[Start of Attachment]

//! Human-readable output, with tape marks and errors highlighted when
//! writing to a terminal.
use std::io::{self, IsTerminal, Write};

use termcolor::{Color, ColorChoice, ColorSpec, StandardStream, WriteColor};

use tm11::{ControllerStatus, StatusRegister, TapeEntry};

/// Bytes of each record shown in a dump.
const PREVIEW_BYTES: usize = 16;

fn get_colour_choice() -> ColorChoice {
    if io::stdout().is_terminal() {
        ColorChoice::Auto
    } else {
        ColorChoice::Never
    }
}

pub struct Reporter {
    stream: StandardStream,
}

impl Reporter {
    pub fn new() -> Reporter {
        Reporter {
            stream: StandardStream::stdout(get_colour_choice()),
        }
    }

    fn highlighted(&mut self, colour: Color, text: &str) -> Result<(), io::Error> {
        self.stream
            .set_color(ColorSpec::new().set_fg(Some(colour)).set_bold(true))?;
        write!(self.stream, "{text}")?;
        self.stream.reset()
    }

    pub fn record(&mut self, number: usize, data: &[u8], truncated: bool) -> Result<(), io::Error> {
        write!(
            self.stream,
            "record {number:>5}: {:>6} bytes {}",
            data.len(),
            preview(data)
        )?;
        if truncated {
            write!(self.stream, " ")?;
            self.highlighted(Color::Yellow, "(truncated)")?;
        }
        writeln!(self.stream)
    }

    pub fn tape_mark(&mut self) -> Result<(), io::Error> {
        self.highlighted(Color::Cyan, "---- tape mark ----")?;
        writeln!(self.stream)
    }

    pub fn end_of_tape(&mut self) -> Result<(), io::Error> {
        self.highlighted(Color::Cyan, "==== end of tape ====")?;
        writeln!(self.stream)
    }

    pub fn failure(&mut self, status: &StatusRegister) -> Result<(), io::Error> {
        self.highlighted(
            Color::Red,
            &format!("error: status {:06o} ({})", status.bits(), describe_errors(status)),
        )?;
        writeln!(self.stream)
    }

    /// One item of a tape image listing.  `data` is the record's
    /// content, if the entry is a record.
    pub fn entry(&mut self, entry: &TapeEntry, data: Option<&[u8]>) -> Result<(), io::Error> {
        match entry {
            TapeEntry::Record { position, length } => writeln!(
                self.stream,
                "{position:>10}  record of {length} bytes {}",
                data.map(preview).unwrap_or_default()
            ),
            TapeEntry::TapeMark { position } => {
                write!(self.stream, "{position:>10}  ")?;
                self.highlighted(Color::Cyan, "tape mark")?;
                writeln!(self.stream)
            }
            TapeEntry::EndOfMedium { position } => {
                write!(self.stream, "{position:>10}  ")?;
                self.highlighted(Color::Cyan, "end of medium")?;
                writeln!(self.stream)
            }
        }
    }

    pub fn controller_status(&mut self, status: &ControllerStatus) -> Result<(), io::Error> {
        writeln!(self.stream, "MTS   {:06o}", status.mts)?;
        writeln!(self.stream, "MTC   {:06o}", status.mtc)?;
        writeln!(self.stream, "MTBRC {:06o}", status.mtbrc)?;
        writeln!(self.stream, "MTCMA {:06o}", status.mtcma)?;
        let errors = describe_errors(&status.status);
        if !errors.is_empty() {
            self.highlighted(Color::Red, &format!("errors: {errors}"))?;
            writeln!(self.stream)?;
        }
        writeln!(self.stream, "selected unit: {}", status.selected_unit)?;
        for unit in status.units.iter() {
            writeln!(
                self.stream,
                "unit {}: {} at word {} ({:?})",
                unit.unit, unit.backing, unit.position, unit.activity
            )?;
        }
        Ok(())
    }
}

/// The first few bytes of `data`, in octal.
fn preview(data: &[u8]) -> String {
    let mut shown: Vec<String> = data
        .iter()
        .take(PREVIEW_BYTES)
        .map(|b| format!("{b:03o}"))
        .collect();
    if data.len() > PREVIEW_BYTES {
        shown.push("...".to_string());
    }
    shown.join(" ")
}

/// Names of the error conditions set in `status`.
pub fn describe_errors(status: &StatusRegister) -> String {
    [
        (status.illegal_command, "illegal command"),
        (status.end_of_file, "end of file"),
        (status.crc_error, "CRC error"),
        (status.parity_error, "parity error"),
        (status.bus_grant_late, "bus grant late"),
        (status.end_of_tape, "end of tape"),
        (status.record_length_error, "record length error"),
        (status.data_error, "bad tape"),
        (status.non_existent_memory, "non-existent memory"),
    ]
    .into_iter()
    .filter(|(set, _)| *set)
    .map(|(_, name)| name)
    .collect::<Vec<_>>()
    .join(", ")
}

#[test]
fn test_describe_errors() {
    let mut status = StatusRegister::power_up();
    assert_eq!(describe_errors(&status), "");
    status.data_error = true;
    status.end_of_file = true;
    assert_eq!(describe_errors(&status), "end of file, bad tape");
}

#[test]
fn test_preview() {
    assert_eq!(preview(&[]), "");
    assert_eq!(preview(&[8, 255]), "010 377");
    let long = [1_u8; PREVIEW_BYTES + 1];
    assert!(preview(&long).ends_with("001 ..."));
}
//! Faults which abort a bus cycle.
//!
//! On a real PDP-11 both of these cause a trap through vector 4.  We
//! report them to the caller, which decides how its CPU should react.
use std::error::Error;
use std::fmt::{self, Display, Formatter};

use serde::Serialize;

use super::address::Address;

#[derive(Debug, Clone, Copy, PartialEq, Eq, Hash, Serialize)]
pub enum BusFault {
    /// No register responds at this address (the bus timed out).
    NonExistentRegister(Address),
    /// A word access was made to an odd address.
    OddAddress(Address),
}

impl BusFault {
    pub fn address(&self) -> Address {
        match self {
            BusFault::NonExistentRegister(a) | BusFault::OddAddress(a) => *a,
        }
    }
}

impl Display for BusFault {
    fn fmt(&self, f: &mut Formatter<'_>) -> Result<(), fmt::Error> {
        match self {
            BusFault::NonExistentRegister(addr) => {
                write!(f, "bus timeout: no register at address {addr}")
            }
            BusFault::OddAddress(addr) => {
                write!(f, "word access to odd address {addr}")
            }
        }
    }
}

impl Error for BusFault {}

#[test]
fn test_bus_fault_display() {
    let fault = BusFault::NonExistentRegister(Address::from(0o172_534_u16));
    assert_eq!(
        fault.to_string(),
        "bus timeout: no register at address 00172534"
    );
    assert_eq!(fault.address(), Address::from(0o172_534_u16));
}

[End of Attachment]

Exact retyping of all the entries is required.

TASK ANSWER
//! Human-readable output, with tape marks and errors highlighted when
//! writing to a terminal.
use std::io::{self, IsTerminal, Write};

use termcolor::{Color, ColorChoice, ColorSpec, StandardStream, WriteColor};

use tm11::{ControllerStatus, StatusRegister, TapeEntry};

/// Bytes of each record shown in a dump.
const PREVIEW_BYTES: usize = 16;

fn get_colour_choice() -> ColorChoice {
    if io::stdout().is_terminal() {
        ColorChoice::Auto
    } else {
        ColorChoice::Never
    }
}

pub struct Reporter {
    stream: StandardStream,
}

impl Reporter {
    pub fn new() -> Reporter {
        Reporter {
            stream: StandardStream::stdout(get_colour_choice()),
        }
    }

    fn highlighted(&mut self, colour: Color, text: &str) -> Result<(), io::Error> {
        self.stream
            .set_color(ColorSpec::new().set_fg(Some(colour)).set_bold(true))?;
        write!(self.stream, "{text}")?;
        self.stream.reset()
    }

    pub fn record(&mut self, number: usize, data: &[u8], truncated: bool) -> Result<(), io::Error> {
        write!(
            self.stream,
            "record {number:>5}: {:>6} bytes {}",
            data.len(),
            preview(data)
        )?;
        if truncated {
            write!(self.stream, " ")?;
            self.highlighted(Color::Yellow, "(truncated)")?;
        }
        writeln!(self.stream)
    }

    pub fn tape_mark(&mut self) -> Result<(), io::Error> {
        self.highlighted(Color::Cyan, "---- tape mark ----")?;
        writeln!(self.stream)
    }

    pub fn end_of_tape(&mut self) -> Result<(), io::Error> {
        self.highlighted(Color::Cyan, "==== end of tape ====")?;
        writeln!(self.stream)
    }

    pub fn failure(&mut self, status: &StatusRegister) -> Result<(), io::Error> {
        self.highlighted(
            Color::Red,
            &format!("error: status {:06o} ({})", status.bits(), describe_errors(status)),
        )?;
        writeln!(self.stream)
    }

    /// One item of a tape image listing.  `data` is the record's
    /// content, if the entry is a record.
    pub fn entry(&mut self, entry: &TapeEntry, data: Option<&[u8]>) -> Result<(), io::Error> {
        match entry {
            TapeEntry::Record { position, length } => writeln!(
                self.stream,
                "{position:>10}  record of {length} bytes {}",
                data.map(preview).unwrap_or_default()
            ),
            TapeEntry::TapeMark { position } => {
                write!(self.stream, "{position:>10}  ")?;
                self.highlighted(Color::Cyan, "tape mark")?;
                writeln!(self.stream)
            }
            TapeEntry::EndOfMedium { position } => {
                write!(self.stream, "{position:>10}  ")?;
                self.highlighted(Color::Cyan, "end of medium")?;
                writeln!(self.stream)
            }
        }
    }

    pub fn controller_status(&mut self, status: &ControllerStatus) -> Result<(), io::Error> {
        writeln!(self.stream, "MTS   {:06o}", status.mts)?;
        writeln!(self.stream, "MTC   {:06o}", status.mtc)?;
        writeln!(self.stream, "MTBRC {:06o}", status.mtbrc)?;
        writeln!(self.stream, "MTCMA {:06o}", status.mtcma)?;
        let errors = describe_errors(&status.status);
        if !errors.is_empty() {
            self.highlighted(Color::Red, &format!("errors: {errors}"))?;
            writeln!(self.stream)?;
        }
        writeln!(self.stream, "selected unit: {}", status.selected_unit)?;
        for unit in status.units.iter() {
            writeln!(
                self.stream,
                "unit {}: {} at word {} ({:?})",
                unit.unit, unit.backing, unit.position, unit.activity
            )?;
        }
        Ok(())
    }
}

/// The first few bytes of `data`, in octal.
fn preview(data: &[u8]) -> String {
    let mut shown: Vec<String> = data
        .iter()
        .take(PREVIEW_BYTES)
        .map(|b| format!("{b:03o}"))
        .collect();
    if data.len() > PREVIEW_BYTES {
        shown.push("...".to_string());
    }
    shown.join(" ")
}

/// Names of the error conditions set in `status`.
pub fn describe_errors(status: &StatusRegister) -> String {
    [
        (status.illegal_command, "illegal command"),
        (status.end_of_file, "end of file"),
        (status.crc_error, "CRC error"),
        (status.parity_error, "parity error"),
        (status.bus_grant_late, "bus grant late"),
        (status.end_of_tape, "end of tape"),
        (status.record_length_error, "record length error"),
        (status.data_error, "bad tape"),
        (status.non_existent_memory, "non-existent memory"),
    ]
    .into_iter()
    .filter(|(set, _)| *set)
    .map(|(_, name)| name)
    .collect::<Vec<_>>()
    .join(", ")
}

#[test]
fn test_describe_errors() {
    let mut status = StatusRegister::power_up();
    assert_eq!(describe_errors(&status), "");
    status.data_error = true;
    status.end_of_file = true;
    assert_eq!(describe_errors(&status), "end of file, bad tape");
}

#[test]
fn test_preview() {
    assert_eq!(preview(&[]), "");
    assert_eq!(preview(&[8, 255]), "010 377");
    let long = [1_u8; PREVIEW_BYTES + 1];
    assert!(preview(&long).ends_with("001 ..."));
}
//! Faults which abort a bus cycle.
//!
//! On a real PDP-11 both of these cause a trap through vector 4.  We
//! report them to the caller, which decides how its CPU should react.
use std::error::Error;
use std::fmt::{self, Display, Formatter};

use serde::Serialize;

use super::address::Address;

#[derive(Debug, Clone, Copy, PartialEq, Eq, Hash, Serialize)]
pub enum BusFault {
    /// No register responds at this address (the bus timed out).
    NonExistentRegister(Address),
    /// A word access was made to an odd address.
    OddAddress(Address),
}

impl BusFault {
    pub fn address(&self) -> Address {
        match self {
            BusFault::NonExistentRegister(a) | BusFault::OddAddress(a) => *a,
        }
    }
}

impl Display for BusFault {
    fn fmt(&self, f: &mut Formatter<'_>) -> Result<(), fmt::Error> {
        match self {
            BusFault::NonExistentRegister(addr) => {
                write!(f, "bus timeout: no register at address {addr}")
            }
            BusFault::OddAddress(addr) => {
                write!(f, "word access to odd address {addr}")
            }
        }
    }
}

impl Error for BusFault {}

#[test]
fn test_bus_fault_display() {
    let fault = BusFault::NonExistentRegister(Address::from(0o172_534_u16));
    assert_eq!(
        fault.to_string(),
        "bus timeout: no register at address 00172534"
    );
    assert_eq!(fault.address(), Address::from(0o172_534_u16));
}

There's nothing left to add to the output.